[DATA FOR THIS TASK]

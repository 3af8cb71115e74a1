//! Reconciliation of pushed log state
//!
//! Snapshots replace the held entries wholesale. Executing updates are
//! merged into the entry with the same id, touching only the fields they
//! carry. Expand/collapse flags live beside the entries, keyed by id, so
//! neither operation disturbs them.

use std::collections::HashSet;
use std::mem;

use apiwatch_core::domain::log::{Completion, EntryStatus, ExecutionState, LogEntry};
use apiwatch_core::dto::log::ExecutingUpdate;
use tracing::debug;

/// What applying one executing update did
#[derive(Debug, Clone, Copy, PartialEq, Eq)]
pub enum UpdateOutcome {
    /// No held entry has this id; the next snapshot will introduce it
    UnknownEntry,
    /// The entry already completed and is frozen
    Terminal,
    /// Nothing carried by the update differs from the held entry
    Unchanged,
    Applied {
        output_changed: bool,
        completed: bool,
    },
}

impl UpdateOutcome {
    pub fn is_applied(&self) -> bool {
        matches!(self, Self::Applied { .. })
    }
}

/// Entries currently displayed, in server order
#[derive(Debug, Clone, Default, PartialEq)]
pub struct LogSet {
    entries: Vec<LogEntry>,
}

impl LogSet {
    pub fn new() -> Self {
        Self::default()
    }

    pub fn entries(&self) -> &[LogEntry] {
        &self.entries
    }

    pub fn get(&self, id: &str) -> Option<&LogEntry> {
        self.entries.iter().find(|entry| entry.id == id)
    }

    pub fn len(&self) -> usize {
        self.entries.len()
    }

    pub fn is_empty(&self) -> bool {
        self.entries.is_empty()
    }

    /// Replace everything with an authoritative snapshot
    pub fn replace(&mut self, snapshot: Vec<LogEntry>) {
        self.entries = snapshot;
    }

    /// Merge one executing update into the entry it names
    pub fn apply(&mut self, update: &ExecutingUpdate) -> UpdateOutcome {
        match self.entries.iter_mut().find(|entry| entry.id == update.id) {
            Some(entry) => merge(entry, update),
            None => {
                debug!("Ignoring update for unknown entry {}", update.id);
                UpdateOutcome::UnknownEntry
            }
        }
    }
}

fn merge(entry: &mut LogEntry, update: &ExecutingUpdate) -> UpdateOutcome {
    let ExecutionState::Executing { prints } = &mut entry.state else {
        return UpdateOutcome::Terminal;
    };

    let mut output_changed = false;
    if let Some(output) = update.output() {
        if output != prints.as_str() {
            *prints = output.to_string();
            output_changed = true;
        }
    }

    if update.status == Some(EntryStatus::Completed) {
        match update.status_code {
            Some(status_code) => {
                let completion = Completion {
                    status_code,
                    response_body: update.response_body.clone().unwrap_or_default(),
                    response_time_ms: update.response_time_ms.unwrap_or(0.0),
                    prints: mem::take(prints),
                };
                entry.state = ExecutionState::Completed(completion);
                return UpdateOutcome::Applied {
                    output_changed,
                    completed: true,
                };
            }
            None => debug!(
                "Completion for {} carries no status code, waiting for snapshot",
                entry.id
            ),
        }
    }

    if output_changed {
        UpdateOutcome::Applied {
            output_changed,
            completed: false,
        }
    } else {
        UpdateOutcome::Unchanged
    }
}

/// Which entries the user has expanded
#[derive(Debug, Clone, Default, PartialEq, Eq)]
pub struct ExpandState {
    expanded: HashSet<String>,
}

impl ExpandState {
    pub fn new() -> Self {
        Self::default()
    }

    pub fn is_expanded(&self, id: &str) -> bool {
        self.expanded.contains(id)
    }

    /// Flip the flag for `id`, returning the new state
    pub fn toggle(&mut self, id: &str) -> bool {
        if self.expanded.remove(id) {
            false
        } else {
            self.expanded.insert(id.to_string());
            true
        }
    }

    pub fn expand(&mut self, id: &str) {
        self.expanded.insert(id.to_string());
    }

    /// Forget flags for ids no longer held
    pub fn retain_known(&mut self, logs: &LogSet) {
        self.expanded.retain(|id| logs.get(id).is_some());
    }
}

#[cfg(test)]
mod tests {
    use super::*;
    use crate::testing::{completed, executing};

    fn update(id: &str, prints: &str) -> ExecutingUpdate {
        ExecutingUpdate {
            id: id.to_string(),
            status: Some(EntryStatus::Executing),
            prints: Some(prints.to_string()),
            ..Default::default()
        }
    }

    fn completion(id: &str, code: u16) -> ExecutingUpdate {
        ExecutingUpdate {
            id: id.to_string(),
            status: Some(EntryStatus::Completed),
            prints: Some("hi world\nbye".to_string()),
            status_code: Some(code),
            response_body: Some("{\"ok\":true}".to_string()),
            response_time_ms: Some(42.0),
            ..Default::default()
        }
    }

    #[test]
    fn test_unknown_id_leaves_set_unchanged() {
        let mut logs = LogSet::new();
        logs.replace(vec![executing("a", "hi"), completed("b", 200)]);
        let before = logs.clone();

        assert_eq!(logs.apply(&update("zzz", "x")), UpdateOutcome::UnknownEntry);
        assert_eq!(logs, before);
    }

    #[test]
    fn test_cumulative_prints_replace_buffer() {
        let mut logs = LogSet::new();
        logs.replace(vec![executing("a", "hi")]);
        let before = logs.get("a").cloned().unwrap();

        let outcome = logs.apply(&update("a", "hi world"));

        assert_eq!(
            outcome,
            UpdateOutcome::Applied {
                output_changed: true,
                completed: false
            }
        );
        let after = logs.get("a").unwrap();
        assert_eq!(after.prints(), "hi world");
        assert_eq!(after.status(), EntryStatus::Executing);
        // Everything the update does not carry is untouched
        assert_eq!(
            LogEntry {
                state: before.state.clone(),
                ..after.clone()
            },
            before
        );
    }

    #[test]
    fn test_update_touches_only_its_entry() {
        let mut logs = LogSet::new();
        logs.replace(vec![executing("a", ""), executing("b", "x"), completed("c", 404)]);
        let before = logs.clone();

        logs.apply(&update("b", "xy"));

        assert_eq!(logs.entries()[0], before.entries()[0]);
        assert_eq!(logs.entries()[2], before.entries()[2]);
        assert_eq!(logs.get("b").unwrap().prints(), "xy");
    }

    #[test]
    fn test_stdout_alias_is_accepted() {
        let mut logs = LogSet::new();
        logs.replace(vec![executing("a", "")]);

        let outcome = logs.apply(&ExecutingUpdate {
            id: "a".to_string(),
            stdout: Some("from stdout".to_string()),
            ..Default::default()
        });

        assert!(outcome.is_applied());
        assert_eq!(logs.get("a").unwrap().prints(), "from stdout");
    }

    #[test]
    fn test_same_buffer_is_unchanged() {
        let mut logs = LogSet::new();
        logs.replace(vec![executing("a", "hi")]);

        assert_eq!(logs.apply(&update("a", "hi")), UpdateOutcome::Unchanged);
    }

    #[test]
    fn test_completion_moves_to_terminal_state() {
        let mut logs = LogSet::new();
        logs.replace(vec![executing("a", "hi")]);

        let outcome = logs.apply(&completion("a", 201));

        assert_eq!(
            outcome,
            UpdateOutcome::Applied {
                output_changed: true,
                completed: true
            }
        );
        match &logs.get("a").unwrap().state {
            ExecutionState::Completed(done) => {
                assert_eq!(done.status_code, 201);
                assert_eq!(done.prints, "hi world\nbye");
                assert_eq!(done.response_time_ms, 42.0);
            }
            other => panic!("unexpected state {other:?}"),
        }
    }

    #[test]
    fn test_completed_entries_are_frozen() {
        let mut logs = LogSet::new();
        logs.replace(vec![completed("a", 200)]);
        let before = logs.clone();

        assert_eq!(logs.apply(&update("a", "late output")), UpdateOutcome::Terminal);
        assert_eq!(logs.apply(&completion("a", 500)), UpdateOutcome::Terminal);
        assert_eq!(logs, before);
    }

    #[test]
    fn test_completion_without_code_keeps_executing() {
        let mut logs = LogSet::new();
        logs.replace(vec![executing("a", "hi")]);

        let outcome = logs.apply(&ExecutingUpdate {
            id: "a".to_string(),
            status: Some(EntryStatus::Completed),
            prints: Some("hi!".to_string()),
            ..Default::default()
        });

        assert!(outcome.is_applied());
        assert_eq!(logs.get("a").unwrap().status(), EntryStatus::Executing);
    }

    #[test]
    fn test_snapshot_replaces_wholesale() {
        let mut logs = LogSet::new();
        logs.replace(vec![executing("a", "hi"), completed("b", 200)]);

        let snapshot = vec![completed("c", 500)];
        logs.replace(snapshot.clone());

        assert_eq!(logs.entries(), snapshot.as_slice());
        assert!(logs.get("a").is_none());
    }

    #[test]
    fn test_expand_state_survives_snapshot() {
        let mut logs = LogSet::new();
        let mut expanded = ExpandState::new();
        logs.replace(vec![executing("a", ""), executing("b", "")]);

        assert!(expanded.toggle("a"));
        expanded.expand("b");
        logs.replace(vec![completed("a", 200)]);
        expanded.retain_known(&logs);

        assert!(expanded.is_expanded("a"));
        assert!(!expanded.is_expanded("b"));
        assert!(!expanded.toggle("a"));
        assert!(!expanded.is_expanded("a"));
    }
}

[/DATA FOR THIS TASK]

* _TASK INSTRUCTIONS_:
Report all lines in the records that include the string "false".

* _ANSWER BOX_:
    let mut output_changed = false;
            completed: false,
            false
                completed: false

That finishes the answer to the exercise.